Denn kaum angekommen, gibt es auch schon die erste fein drapierte Leiche weit vom Haupthaus entfernt. Rodrigo, einst Anwalt, fühlt sich für etwas schuldig und scheint einem seiner Figuren aus dem eigenen Roman gleich hingerichtet worden zu sein. Der arrogante Fletcher, der sich zu gern über den jüngeren Asthon lustig macht, glaubt, dass diese Leiche nur ein Fake ist. Da das WLAN von Mila ausgeschaltet wurde, wird die Polizei nicht informiert. Auch nach der zweiten, dritten und vierten Leiche und Milas aufkommenden Zweifeln über ihre Rolle als vermeintliche Komplizin nimmt niemand Kontakt zur Polizei auf. Alle Gäste haben irgendwelche Leichen im Keller, d.h. sie haben Manuskripte oder Ideen gestohlen, Identitäten verändert, sind am Tod anderer schuldig geworden oder werden als Serienkiller enttarnt. Würden sie sich schuldig bekennen und selbstkritisch in die eigenen Abgründe sehen, könnten sie weiterleben. Doch wer ist nun der Racheengel, der alle Pläne für diese Woche in der Autorenresidenz durchkreuzt? Und wo ist das Motiv? Ist es einer oder eine der Anwesenden? Dass alle sich schon mal begegnet sind, wird auch mal so nebenher erzählt und wirkt etwas unlogisch.

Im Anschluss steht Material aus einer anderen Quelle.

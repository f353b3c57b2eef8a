// Copyright (c) 2025 Geoffrey Huntley <ghuntley@ghuntley.com>. All rights reserved.
// SPDX-License-Identifier: Proprietary

//! Log filter and fallback locale.
//!
//! The fallback locale is served to visitors with no `lang` query and no
//! locale cookie. Only the site's two languages are accepted; `ua` is kept
//! as an alias for Ukrainian because older links still carry it.

use serde::{Deserialize, Serialize};

use crate::error::ConfigError;

const DEFAULT_LEVEL: &str = "info,tower_http=debug";
const DEFAULT_LOCALE: &str = "uk";

#[derive(Debug, Clone, Default, Serialize, Deserialize, PartialEq)]
pub struct LoggingConfigLayer {
	pub level: Option<String>,
	pub locale: Option<String>,
}

impl LoggingConfigLayer {
	pub fn merge(&mut self, other: Self) {
		if other.level.is_some() {
			self.level = other.level;
		}
		if other.locale.is_some() {
			self.locale = other.locale;
		}
	}

	/// Resolve the layer, normalising the locale to `en` or `uk`.
	pub fn finalize(self) -> Result<LoggingConfig, ConfigError> {
		let locale = match self.locale {
			Some(raw) => normalize_locale(&raw)?,
			None => DEFAULT_LOCALE.to_string(),
		};
		Ok(LoggingConfig {
			level: self
				.level
				.filter(|level| !level.trim().is_empty())
				.unwrap_or_else(|| DEFAULT_LEVEL.to_string()),
			locale,
		})
	}
}

fn normalize_locale(raw: &str) -> Result<String, ConfigError> {
	match raw.trim().to_ascii_lowercase().as_str() {
		"en" => Ok("en".to_string()),
		"uk" | "ua" => Ok("uk".to_string()),
		other => Err(ConfigError::InvalidValue {
			key: "MINDRA_SERVER_DEFAULT_LOCALE".to_string(),
			message: format!("unsupported locale '{other}', expected en or uk"),
		}),
	}
}

#[derive(Debug, Clone, Serialize, Deserialize, PartialEq)]
pub struct LoggingConfig {
	/// `tracing_subscriber::EnvFilter` directive used when `RUST_LOG` is unset.
	pub level: String,
	/// Always `en` or `uk`.
	pub locale: String,
}

impl Default for LoggingConfig {
	fn default() -> Self {
		Self {
			level: DEFAULT_LEVEL.to_string(),
			locale: DEFAULT_LOCALE.to_string(),
		}
	}
}
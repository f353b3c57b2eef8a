// Copyright (c) 2025 Geoffrey Huntley <ghuntley@ghuntley.com>. All rights reserved.
// SPDX-License-Identifier: Proprietary

use std::collections::BTreeMap;

use axum::{extract::Path, Json};
use mindra_common_i18n::{entries, Locale};

use crate::error::ServerError;

/// GET /api/i18n/{locale} - Flat `key -> string` map for one locale.
pub async fn get_translations(
	Path(locale): Path<String>,
) -> Result<Json<BTreeMap<String, &'static str>>, ServerError> {
	let locale = Locale::parse(&locale)
		.ok_or_else(|| ServerError::NotFound(format!("unsupported locale: {locale}")))?;
	Ok(Json(entries(locale).into_iter().collect()))
}
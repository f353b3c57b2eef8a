// Copyright (c) 2025 Geoffrey Huntley <ghuntley@ghuntley.com>. All rights reserved.
// SPDX-License-Identifier: Proprietary

use std::sync::Arc;

use mindra_server_smtp::{Mailer, SmtpError};

use crate::error::ContactError;
use crate::render::render_email;
use crate::submission::ContactSubmission;

/// Validates submissions and relays exactly one email per valid call.
///
/// There is no retry and no deduplication: submitting twice sends twice.
#[derive(Clone)]
pub struct ContactService {
	mailer: Arc<dyn Mailer>,
	recipient: Option<String>,
}

impl ContactService {
	pub fn new(mailer: Arc<dyn Mailer>, recipient: Option<String>) -> Self {
		Self { mailer, recipient }
	}

	pub fn recipient(&self) -> Option<&str> {
		self.recipient.as_deref()
	}

	#[tracing::instrument(
		name = "contact_submit",
		skip(self, submission),
		fields(
			has_event_type = submission.event_type().is_some(),
			has_date = submission.date().is_some(),
			has_message = submission.message().is_some()
		)
	)]
	pub async fn submit(&self, submission: &ContactSubmission) -> Result<(), ContactError> {
		if let Err(e) = submission.validate() {
			tracing::debug!("rejecting incomplete contact submission");
			return Err(e);
		}

		let Some(recipient) = self.recipient.as_deref() else {
			tracing::error!("contact recipient is not configured");
			return Err(ContactError::Relay(SmtpError::Config(
				"contact recipient is not configured".to_string(),
			)));
		};

		let email = render_email(submission, recipient);
		self.mailer.send(&email).await.map_err(|e| {
			tracing::error!(error = %e, "failed to send contact email");
			ContactError::Relay(e)
		})?;

		tracing::info!("contact email relayed");
		Ok(())
	}
}

impl std::fmt::Debug for ContactService {
	fn fmt(&self, f: &mut std::fmt::Formatter<'_>) -> std::fmt::Result {
		f.debug_struct("ContactService")
			.field("recipient", &self.recipient)
			.finish_non_exhaustive()
	}
}
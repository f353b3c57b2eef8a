// Copyright (c) 2025 Geoffrey Huntley <ghuntley@ghuntley.com>. All rights reserved.
// SPDX-License-Identifier: Proprietary

//! Health check types and component checking logic.

use std::path::Path;
use std::sync::Arc;
use std::time::Duration;

use mindra_server_smtp::SmtpClient;
use serde::Serialize;
use tokio::time::{timeout, Instant};

/// Health status for components and overall system.
#[derive(Debug, Clone, Copy, Serialize, PartialEq, Eq)]
#[serde(rename_all = "lowercase")]
pub enum HealthStatus {
	Healthy,
	Degraded,
	Unhealthy,
}

/// SMTP relay health.
#[derive(Debug, Serialize)]
pub struct SmtpHealth {
	pub status: HealthStatus,
	pub latency_ms: u64,
	pub configured: bool,
	pub healthy: bool,
	#[serde(skip_serializing_if = "Option::is_none")]
	pub error: Option<String>,
}

/// Contact recipient configuration.
#[derive(Debug, Serialize)]
pub struct ContactHealth {
	pub status: HealthStatus,
	pub recipient_configured: bool,
}

/// Media directory health.
#[derive(Debug, Serialize)]
pub struct MediaHealth {
	pub status: HealthStatus,
	pub path: String,
	pub exists: bool,
	#[serde(skip_serializing_if = "Option::is_none")]
	pub file_count: Option<usize>,
	#[serde(skip_serializing_if = "Option::is_none")]
	pub error: Option<String>,
}

#[derive(Debug, Serialize)]
pub struct HealthComponents {
	pub smtp: SmtpHealth,
	pub contact: ContactHealth,
	pub media: MediaHealth,
}

/// Complete health check response.
#[derive(Debug, Serialize)]
pub struct HealthResponse {
	pub status: HealthStatus,
	pub timestamp: String,
	pub duration_ms: u64,
	pub version: &'static str,
	pub components: HealthComponents,
}

const SMTP_CHECK_TIMEOUT: Duration = Duration::from_secs(5);

/// Check the SMTP relay by opening a connection.
pub async fn check_smtp(client: Option<&Arc<SmtpClient>>) -> SmtpHealth {
	let start = Instant::now();

	let (configured, healthy, status, error) = match client {
		None => (
			false,
			false,
			HealthStatus::Degraded,
			Some("SMTP not configured".to_string()),
		),
		Some(client) => match timeout(SMTP_CHECK_TIMEOUT, client.check_health()).await {
			Ok(Ok(())) => (true, true, HealthStatus::Healthy, None),
			Ok(Err(e)) => (true, false, HealthStatus::Unhealthy, Some(e.to_string())),
			Err(_) => (
				true,
				false,
				HealthStatus::Unhealthy,
				Some("SMTP health check timed out".to_string()),
			),
		},
	};

	SmtpHealth {
		status,
		latency_ms: start.elapsed().as_millis() as u64,
		configured,
		healthy,
		error,
	}
}

pub fn check_contact(recipient: Option<&str>) -> ContactHealth {
	let recipient_configured = recipient.is_some();
	ContactHealth {
		status: if recipient_configured {
			HealthStatus::Healthy
		} else {
			HealthStatus::Degraded
		},
		recipient_configured,
	}
}

/// Check that the media directory exists and has content.
pub fn check_media(dir: &Path) -> MediaHealth {
	let path = dir.display().to_string();

	if !dir.is_dir() {
		return MediaHealth {
			status: HealthStatus::Degraded,
			path,
			exists: dir.exists(),
			file_count: None,
			error: Some("media directory does not exist".to_string()),
		};
	}

	match std::fs::read_dir(dir) {
		Ok(entries) => {
			let count = entries
				.filter_map(Result::ok)
				.filter(|e| !e.file_name().to_string_lossy().starts_with('.'))
				.count();
			MediaHealth {
				status: if count == 0 {
					HealthStatus::Degraded
				} else {
					HealthStatus::Healthy
				},
				path,
				exists: true,
				file_count: Some(count),
				error: (count == 0).then(|| "media directory is empty".to_string()),
			}
		}
		Err(e) => MediaHealth {
			status: HealthStatus::Unhealthy,
			path,
			exists: true,
			file_count: None,
			error: Some(e.to_string()),
		},
	}
}

/// Worst component status wins.
pub fn aggregate_status(components: &HealthComponents) -> HealthStatus {
	let statuses = [
		components.smtp.status,
		components.contact.status,
		components.media.status,
	];
	if statuses.contains(&HealthStatus::Unhealthy) {
		HealthStatus::Unhealthy
	} else if statuses.contains(&HealthStatus::Degraded) {
		HealthStatus::Degraded
	} else {
		HealthStatus::Healthy
	}
}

Unklar ist, warum Mila nicht von der Person erkannt wird, an der sie sich rächen will. Obwohl dieser Roman fast fünfhundert Seiten umfasst, ergibt sich kein klares Bild von den einzelnen Figuren, die das Genre Krimi so lieben und ihrer individuellen Schreibweise. Die Morde an Koch und Hausmädchen wirken völlig überraschend und unnötig. Nur drei der angereisten Gäste werden die Insel traumatisiert verlassen und am Ende den Versuch unternehmen, zu analysieren, was eigentlich geschehen ist.
Der dramatische Erzählbogen für diesen Krimi funktioniert nicht, da die Handlung sich immer wieder zerfasert und die Whodunit – Auflösung mit den hintergründigen Motiven zu lang auf sich warten lässt.